Collaborative strategies to meet water quality goals for Pennsylvania's rivers and streams while ensuring productive agriculture will be the topic of a panel discussion at this year's Ag Progress Days exposition.
The hourlong event will begin at 2 p.m. on August 17, in the Special Events Building at the Ag Progress Days site. Rick Roush, dean of Penn State's College of Agricultural Sciences, and Russell Redding, state agriculture secretary, will host the discussion.
"Working Together to Meet Water Quality Goals in Pennsylvania" will focus on how a host of educational and governmental agencies can work together to identify and solve various environmental and economic problems related to the impact of agriculture on the state's waterways.

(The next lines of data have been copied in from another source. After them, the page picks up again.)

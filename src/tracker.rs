//! Protocol tracker contract
//!
//! A tracker turns a pool entity into a freshly read copy of itself: one
//! batched read, decoded into the protocol's Extra, reserves rebuilt and
//! timestamp stamped. The input pool is borrowed and never touched, so a
//! failed refresh leaves the caller's snapshot exactly as it was.

use alloy_rpc_types::state::StateOverride;
use async_trait::async_trait;
use futures::future::join_all;

use crate::entity::Pool;
use crate::error::TrackerError;
use crate::multicall::CallContext;

#[async_trait]
pub trait PoolTracker: Send + Sync {
    /// Protocol type id this tracker understands
    fn pool_type(&self) -> &'static str;

    async fn get_new_pool_state(&self, pool: &Pool, ctx: &CallContext)
        -> Result<Pool, TrackerError>;

    /// Refresh against counterfactual account state. The overrides only live
    /// for this one batch.
    async fn get_new_pool_state_with_overrides(
        &self,
        pool: &Pool,
        ctx: &CallContext,
        overrides: StateOverride,
    ) -> Result<Pool, TrackerError> {
        let ctx = ctx.clone().with_overrides(overrides);
        self.get_new_pool_state(pool, &ctx).await
    }
}

/// Refresh many pools of one protocol concurrently. One result per pool, in
/// input order; a failing pool never affects the others.
pub async fn refresh_pools(
    tracker: &dyn PoolTracker,
    pools: &[Pool],
    ctx: &CallContext,
) -> Vec<Result<Pool, TrackerError>> {
    join_all(pools.iter().map(|p| tracker.get_new_pool_state(p, ctx))).await
}

/// Current wall-clock time in epoch seconds, used to stamp refreshed pools
pub(crate) fn now_unix() -> i64 {
    chrono::Utc::now().timestamp()
}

"Assisting Pennsylvania agriculture in addressing water-quality challenges is a priority area for the college," said Mary Wirth, College of Agricultural Sciences director of college relations and communications.
While meeting water-quality goals in agriculture is challenging, it can be achieved, according to Matthew Royer, director of the college's Agriculture and Environment Center.
"Farmers themselves are the solution to improving water quality," he said. "The culture of stewardship that is ingrained in Pennsylvania agriculture can form the basis of an exciting new consensus around meeting goals of viable farms and healthy streams."
In early March in Hershey, Royer coordinated a three-day conference, hosted by Penn State and other partners, to discuss Pennsylvania agriculture's role in and approach to Chesapeake Bay restoration.
The event, titled "Pennsylvania in the Balance," included leaders in agriculture and the environment working together to identify new, innovative solutions that can help ensure that the state maintains a vibrant and productive agriculture industry, while meeting water-quality goals for the Commonwealth's rivers and streams and the Chesapeake Bay.
The agenda for "Working Together to Meet Water Quality Goals in Pennsylvania" is:
-- Welcome and Introductions, Pennsylvania Secretary of Agriculture Russell Redding;
-- U.S. Geological Survey Data Presentation, Michael Langland, USGS hydrologist;
-- Update on the Best Management Practices Farm Survey and Next Steps, Jim Shortle, distinguished professor and director of the College of Agricultural Sciences' Environment and -- Natural Resources Institute, and Kelly Heffner, deputy secretary in the Department of Environmental Protection;
-- Themes from the Pennsylvania in the Balance Conference and Next Steps, Matt Royer, director of Penn State's Agriculture and Environment Center;
-- Income-Producing Buffer Initiative, Secretary of Conservation and Natural Resources Cindy Dunn; and
-- Questions and Closing Remarks, Dean Rick Roush, Penn State College of Agricultural Sciences.
Three "Pennsylvania in the Balance" listening sessions, titled "Meeting Dual Goals of Vibrant Agriculture and Clean Water," also will be held.
Those sessions will take place from 4 to 5 p.m. on August 17, at the Special Events Building, and from 11 a.m. to noon at the College Exhibits Building theater and from 1:30 to 2:30 p.m. at the United Farm Family Learning Center Building, both on August 18.
"The listening sessions are ways of inviting more producers, stakeholders and other interested members of the public to hear about conference outcomes and shape next steps and a path forward for meeting Pennsylvania's dual goals of viable, productive agriculture and clean water," Royer explained.
Sponsored by Penn State's College of Agricultural Sciences, Ag Progress Days is held at the Russell E. Larson Agricultural Research Center at Rock Springs, 9 miles southwest of State College on Route 45. Hours are 9 a.m. to 5 p.m. August 16; 9 a.m. to 8 p.m. August 17; and 9 a.m. to 4 p.m. August 18. Admission and parking are free.